Heavy Hands, Light Watches

My Apple Watch weighs 7.93 pounds less than the Heavy Hands dumbells I used to pump approximately 10,000 times a week. To reach the equivalent total weight, I'd need to lift my watch-bearing wrist to my head level about a million times a week. For strength and cardio, pumping an Apple Watch (even the larger 42mm), it turns out, is not nearly as efficient as using eight-pound dumbells. Still, there's hope. Samsung has been introducing smart watches, for a while, and as the inventor of the phablet, the super-sized smart phone, can a Samsung wablet be far behind?

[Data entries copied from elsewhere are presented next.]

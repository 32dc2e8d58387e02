pub mod analyze;
pub mod export;
pub mod show;

use blastui_core::{BlastUiError, ValidationError};
use blastui_results::{Filter, FilterSet, ResultSet, SortKey};
use clap::{Args, Subcommand};
use std::path::PathBuf;

#[derive(Args)]
pub struct ResultsArgs {
    #[command(subcommand)]
    pub command: ResultsCommands,
}

#[derive(Subcommand)]
pub enum ResultsCommands {
    /// Print hits as a table
    Show(show::ShowArgs),

    /// Save the hits matching filters to a new file
    Filter(export::FilterArgs),

    /// Best hit of every query (highest bit score, then lowest e-value)
    Best(show::BestArgs),

    /// Export hits as CSV, TSV, XLSX, FASTA, alignment text or JSON
    Export(export::ExportArgs),

    /// Draw query coverage as an SVG chart
    Chart(export::ChartArgs),

    /// Show pairwise alignments of selected hits
    Alignments(export::AlignmentsArgs),

    /// Run an analysis over the hits
    Analyze(analyze::AnalyzeArgs),

    /// List the available analyses
    Analyses,
}

pub fn run(args: ResultsArgs) -> anyhow::Result<()> {
    match args.command {
        ResultsCommands::Show(args) => show::run_show(args),
        ResultsCommands::Filter(args) => export::run_filter(args),
        ResultsCommands::Best(args) => show::run_best(args),
        ResultsCommands::Export(args) => export::run_export(args),
        ResultsCommands::Chart(args) => export::run_chart(args),
        ResultsCommands::Alignments(args) => export::run_alignments(args),
        ResultsCommands::Analyze(args) => analyze::run(args),
        ResultsCommands::Analyses => analyze::run_list(),
    }
}

/// Saved results plus the filters, ordering and row picks applied to them
#[derive(Args)]
pub struct SelectionArgs {
    /// Results file written by `search --output` (JSON, CSV, TSV or XLSX)
    pub input: PathBuf,

    /// Column filter such as `pident>=90`, `evalue<1e-5`, `qcov=50..100` or
    /// `sseqid~NODE_1` (repeatable, all must match)
    #[arg(short = 'w', long = "where", value_name = "EXPR")]
    pub filters: Vec<String>,

    /// Free-text search across every column
    #[arg(long)]
    pub search: Option<String>,

    /// Sort key such as `bitscore:desc` or `-pident` (repeatable)
    #[arg(long, value_name = "KEY", allow_hyphen_values = true)]
    pub sort: Vec<SortKey>,

    /// Keep only these rows, numbered as in `results show` (e.g. `1,3,4`)
    #[arg(long, value_delimiter = ',')]
    pub rows: Vec<usize>,
}

impl SelectionArgs {
    pub fn load(&self) -> anyhow::Result<ResultSet> {
        let results = super::read_results(&self.input)?;
        tracing::debug!("Loaded {} hits from {}", results.len(), self.input.display());
        self.apply(&results)
    }

    /// Filter, then sort, then pick rows
    pub fn apply(&self, results: &ResultSet) -> anyhow::Result<ResultSet> {
        let mut filters = FilterSet::parse_all(&self.filters)?;
        if let Some(text) = &self.search {
            filters.push(Filter::global(text));
        }

        let mut selected = results.filtered(&filters);
        if !self.sort.is_empty() {
            selected = selected.sorted(&self.sort);
        }
        if !self.rows.is_empty() {
            if self.rows.contains(&0) {
                return Err(BlastUiError::from(ValidationError::InvalidParameter(
                    "rows are numbered from 1".to_string(),
                ))
                .into());
            }
            let rows: Vec<usize> = self.rows.iter().map(|r| r - 1).collect();
            selected = selected.select(&rows)?;
        }
        Ok(selected)
    }
}
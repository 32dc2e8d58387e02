use blastui_core::MoleculeType;
use chrono::{DateTime, Utc};
use serde::{Deserialize, Serialize};
use std::path::{Path, PathBuf};

/// Name of the metadata file stored next to the index files
pub const METADATA_FILE: &str = "metadata.json";

/// Prefix passed to `makeblastdb -out` and `blast* -db`
pub const INDEX_PREFIX: &str = "blastdb";

/// A registered, indexed sequence database
#[derive(Debug, Clone, PartialEq, Serialize, Deserialize)]
pub struct SequenceDatabase {
    pub name: String,
    /// Directory holding the index files
    pub path: PathBuf,
    pub molecule_type: MoleculeType,
    pub sequence_count: usize,
    pub total_residues: u64,
    pub created_at: DateTime<Utc>,
    pub title: String,
    #[serde(default)]
    pub source_files: Vec<PathBuf>,
    /// Bytes on disk of the index files
    #[serde(default)]
    pub size: u64,
}

impl SequenceDatabase {
    /// `<path>/blastdb`
    pub fn index_prefix(&self) -> PathBuf {
        self.path.join(INDEX_PREFIX)
    }

    pub fn metadata_path(&self) -> PathBuf {
        self.path.join(METADATA_FILE)
    }

    /// Index files expected for a single-volume database
    pub fn index_files(&self) -> Vec<PathBuf> {
        index_files(&self.path, self.molecule_type)
    }

    pub fn alias_file(&self) -> PathBuf {
        self.path
            .join(format!("{}.{}", INDEX_PREFIX, self.molecule_type.alias_extension()))
    }

    /// Index present either as the full single-volume set or as an alias file
    pub fn is_indexed(&self) -> bool {
        self.index_files().iter().all(|p| p.is_file()) || self.alias_file().is_file()
    }
}

pub(crate) fn index_files(dir: &Path, molecule: MoleculeType) -> Vec<PathBuf> {
    molecule
        .index_extensions()
        .iter()
        .map(|ext| dir.join(format!("{}.{}", INDEX_PREFIX, ext)))
        .collect()
}

#[cfg(test)]
mod tests {
    use super::*;

    fn database(dir: &Path, molecule: MoleculeType) -> SequenceDatabase {
        SequenceDatabase {
            name: "test".to_string(),
            path: dir.to_path_buf(),
            molecule_type: molecule,
            sequence_count: 3,
            total_residues: 113,
            created_at: Utc::now(),
            title: "test".to_string(),
            source_files: vec![],
            size: 0,
        }
    }

    #[test]
    fn test_index_layout() {
        let db = database(Path::new("/dbs/test"), MoleculeType::Protein);
        assert_eq!(db.index_prefix(), PathBuf::from("/dbs/test/blastdb"));
        assert_eq!(
            db.index_files(),
            vec![
                PathBuf::from("/dbs/test/blastdb.pin"),
                PathBuf::from("/dbs/test/blastdb.phr"),
                PathBuf::from("/dbs/test/blastdb.psq"),
            ]
        );
        assert_eq!(db.alias_file(), PathBuf::from("/dbs/test/blastdb.pal"));
    }

    #[test]
    fn test_is_indexed_accepts_volume_set_or_alias() {
        let dir = tempfile::TempDir::new().unwrap();
        let db = database(dir.path(), MoleculeType::Nucleotide);
        assert!(!db.is_indexed());

        std::fs::write(dir.path().join("blastdb.nin"), b"").unwrap();
        std::fs::write(dir.path().join("blastdb.nhr"), b"").unwrap();
        assert!(!db.is_indexed());

        std::fs::write(dir.path().join("blastdb.nsq"), b"").unwrap();
        assert!(db.is_indexed());

        let alias_only = tempfile::TempDir::new().unwrap();
        std::fs::write(alias_only.path().join("blastdb.nal"), b"").unwrap();
        assert!(database(alias_only.path(), MoleculeType::Nucleotide).is_indexed());
        assert!(!database(alias_only.path(), MoleculeType::Protein).is_indexed());
    }

    #[test]
    fn test_metadata_json_round_trip() {
        let db = database(Path::new("/dbs/test"), MoleculeType::Nucleotide);
        let json = serde_json::to_string(&db).unwrap();
        assert!(json.contains("\"molecule_type\":\"nucleotide\""));
        let back: SequenceDatabase = serde_json::from_str(&json).unwrap();
        assert_eq!(back, db);
    }
}
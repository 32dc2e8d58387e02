//! Molecule types for queries and databases

use serde::{Deserialize, Serialize};
use std::fmt;
use std::str::FromStr;

/// Kind of residues a sequence or database is made of
#[derive(Debug, Clone, Copy, PartialEq, Eq, Hash, Serialize, Deserialize)]
#[serde(rename_all = "lowercase")]
#[cfg_attr(feature = "cli", derive(clap::ValueEnum))]
pub enum MoleculeType {
    /// DNA or RNA
    Nucleotide,
    /// Amino acids
    Protein,
}

impl MoleculeType {
    /// Value of the `-dbtype` flag understood by makeblastdb
    pub fn dbtype_flag(&self) -> &'static str {
        match self {
            Self::Nucleotide => "nucl",
            Self::Protein => "prot",
        }
    }

    /// Index file extensions written by makeblastdb for a single-volume database
    pub fn index_extensions(&self) -> &'static [&'static str] {
        match self {
            Self::Nucleotide => &["nin", "nhr", "nsq"],
            Self::Protein => &["pin", "phr", "psq"],
        }
    }

    /// Extension of the alias file written for multi-volume databases
    pub fn alias_extension(&self) -> &'static str {
        match self {
            Self::Nucleotide => "nal",
            Self::Protein => "pal",
        }
    }

    /// Guess the molecule type from sequence content.
    ///
    /// More than 90% nucleotide characters (ACGTUN) is taken as nucleotide.
    pub fn detect(sequence: &[u8]) -> Self {
        let residues: Vec<u8> = sequence
            .iter()
            .filter(|c| c.is_ascii_alphabetic())
            .map(|c| c.to_ascii_uppercase())
            .collect();

        if residues.is_empty() {
            return Self::Nucleotide;
        }

        let nucleotide_count = residues
            .iter()
            .filter(|c| matches!(c, b'A' | b'C' | b'G' | b'T' | b'U' | b'N'))
            .count();

        if nucleotide_count as f32 / residues.len() as f32 > 0.9 {
            Self::Nucleotide
        } else {
            Self::Protein
        }
    }

    pub fn is_nucleotide(&self) -> bool {
        matches!(self, Self::Nucleotide)
    }

    pub fn is_protein(&self) -> bool {
        matches!(self, Self::Protein)
    }
}

impl fmt::Display for MoleculeType {
    fn fmt(&self, f: &mut fmt::Formatter<'_>) -> fmt::Result {
        match self {
            Self::Nucleotide => write!(f, "nucleotide"),
            Self::Protein => write!(f, "protein"),
        }
    }
}

impl FromStr for MoleculeType {
    type Err = String;

    fn from_str(s: &str) -> Result<Self, Self::Err> {
        match s.to_lowercase().as_str() {
            "nucleotide" | "nucl" | "dna" | "rna" => Ok(Self::Nucleotide),
            "protein" | "prot" | "aa" => Ok(Self::Protein),
            _ => Err(format!("Unknown molecule type: {}", s)),
        }
    }
}
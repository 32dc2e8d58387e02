use super::open_registry;
use crate::cli::commands::load_config;
use crate::cli::output::*;
use clap::Args;

#[derive(Args)]
pub struct DeleteArgs {
    /// Database name
    pub name: String,
}

pub fn run(args: DeleteArgs) -> anyhow::Result<()> {
    let config = load_config()?;
    let database = open_registry(&config).delete(&args.name)?;
    success(&format!(
        "Deleted database '{}' ({})",
        database.name,
        format_size(database.size)
    ));
    Ok(())
}
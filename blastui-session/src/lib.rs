//! Search sessions for BlastUI
//!
//! A [`Session`] owns everything one interactive run needs: configuration,
//! the database registry, a temporary workspace for query files and the
//! most recent [`ResultSet`](blastui_results::ResultSet). Searches are
//! described by a [`SearchRequest`] and run one at a time.

pub mod request;
pub mod session;

pub use request::SearchRequest;
pub use session::{Session, SessionPaths};
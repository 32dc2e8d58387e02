pub mod database;
pub mod results;
pub mod search;
pub mod tools;

use anyhow::Result;
use blastui_core::{config_path, load_config_or_default, Config};
use blastui_results::{import_results, ExportFormat, ResultSet};
use std::path::Path;

/// Configuration from `$BLASTUI_HOME/config.toml`, defaults when absent
pub fn load_config() -> Result<Config> {
    let path = config_path();
    tracing::debug!("Loading configuration from {}", path.display());
    Ok(load_config_or_default(&path)?)
}

/// Load results saved by `search --output` or exported as CSV/TSV/XLSX
pub fn read_results(path: &Path) -> Result<ResultSet> {
    let format = ExportFormat::from_path(path)
        .filter(|f| f.is_importable())
        .unwrap_or(ExportFormat::Json);
    Ok(import_results(path, format)?)
}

In 2007, Steve Jobs introduced the iPhone: His dramatic stage performance emphasized that the iPhone was three devices in one: an iPod, a cell phone, and an Internet communications device. On our little wrist computers, we want more than three devices in one: We want more sophisticated health monitors. We want better workout assistance. We want a more elegant interface, which at the same time, allows us to do more. We want better and easy connecting audio. We want artificial intelligence to do the calculations for us, after all, it's a computer. We want privacy. We want a cellular connection so we can leave our smart phones at home. Along with the above, we want our watches to look good, the battery to last longer, and a wrist computer that will never break. That’s about ten devices in one. With all those capabilities, perhaps it will also meet that eight-pound requirement for me to resume my heavy hands workout.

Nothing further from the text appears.